- Material supplied -

------------------------

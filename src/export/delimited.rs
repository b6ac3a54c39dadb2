use csv::{Terminator, Writer, WriterBuilder};

use crate::{
    path::ShapeRecord,
    schedule::{ExpandedStopTime, weekday_name},
};

use super::{Error, into_string};

pub const SHAPES_HEADER: [&str; 5] = [
    "shape_id",
    "shape_pt_lat",
    "shape_pt_lon",
    "shape_pt_sequence",
    "shape_dist_traveled",
];

pub const STOP_TIMES_HEADER: [&str; 5] = [
    "stop_id",
    "stop_name",
    "weekday",
    "arrival_time",
    "departure_time",
];

/// Renders a GTFS `shapes.txt`. Distances are kilometers with four decimals.
pub fn to_delimited_shapes(records: &[ShapeRecord]) -> Result<String, Error> {
    let mut writer = writer();
    writer.write_record(SHAPES_HEADER)?;
    for record in records {
        writer.write_record([
            record.shape_id.to_string(),
            record.coordinate.latitude.to_string(),
            record.coordinate.longitude.to_string(),
            record.sequence.to_string(),
            format!("{:.4}", record.distance_traveled.as_kilometers()),
        ])?;
    }
    finish(writer)
}

pub fn to_delimited_stop_times(stop_times: &[ExpandedStopTime]) -> Result<String, Error> {
    let mut writer = writer();
    writer.write_record(STOP_TIMES_HEADER)?;
    for stop_time in stop_times {
        let arrival = stop_time.arrival_time.to_string();
        let departure = stop_time.departure_time.to_string();
        writer.write_record([
            &*stop_time.stop_id,
            &*stop_time.stop_name,
            weekday_name(stop_time.weekday),
            arrival.as_str(),
            departure.as_str(),
        ])?;
    }
    finish(writer)
}

fn writer() -> Writer<Vec<u8>> {
    WriterBuilder::new()
        .terminator(Terminator::Any(b'\n'))
        .from_writer(Vec::new())
}

fn finish(writer: Writer<Vec<u8>>) -> Result<String, Error> {
    let bytes = writer
        .into_inner()
        .map_err(|err| Error::Io(err.into_error()))?;
    into_string(bytes)
}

------------------------

- Work to be completed -
When you answer, return each line of the material exactly as it was written.

- Response for this exercise -
filename src/export/delimited.rs
repository b6ac3a54c39dadb2
use csv::{Terminator, Writer, WriterBuilder};

use crate::{
    path::ShapeRecord,
    schedule::{ExpandedStopTime, weekday_name},
};

use super::{Error, into_string};

pub const SHAPES_HEADER: [&str; 5] = [
    "shape_id",
    "shape_pt_lat",
    "shape_pt_lon",
    "shape_pt_sequence",
    "shape_dist_traveled",
];

pub const STOP_TIMES_HEADER: [&str; 5] = [
    "stop_id",
    "stop_name",
    "weekday",
    "arrival_time",
    "departure_time",
];

/// Renders a GTFS `shapes.txt`. Distances are kilometers with four decimals.
pub fn to_delimited_shapes(records: &[ShapeRecord]) -> Result<String, Error> {
    let mut writer = writer();
    writer.write_record(SHAPES_HEADER)?;
    for record in records {
        writer.write_record([
            record.shape_id.to_string(),
            record.coordinate.latitude.to_string(),
            record.coordinate.longitude.to_string(),
            record.sequence.to_string(),
            format!("{:.4}", record.distance_traveled.as_kilometers()),
        ])?;
    }
    finish(writer)
}

pub fn to_delimited_stop_times(stop_times: &[ExpandedStopTime]) -> Result<String, Error> {
    let mut writer = writer();
    writer.write_record(STOP_TIMES_HEADER)?;
    for stop_time in stop_times {
        let arrival = stop_time.arrival_time.to_string();
        let departure = stop_time.departure_time.to_string();
        writer.write_record([
            &*stop_time.stop_id,
            &*stop_time.stop_name,
            weekday_name(stop_time.weekday),
            arrival.as_str(),
            departure.as_str(),
        ])?;
    }
    finish(writer)
}

fn writer() -> Writer<Vec<u8>> {
    WriterBuilder::new()
        .terminator(Terminator::Any(b'\n'))
        .from_writer(Vec::new())
}

fn finish(writer: Writer<Vec<u8>>) -> Result<String, Error> {
    let bytes = writer
        .into_inner()
        .map_err(|err| Error::Io(err.into_error()))?;
    into_string(bytes)
}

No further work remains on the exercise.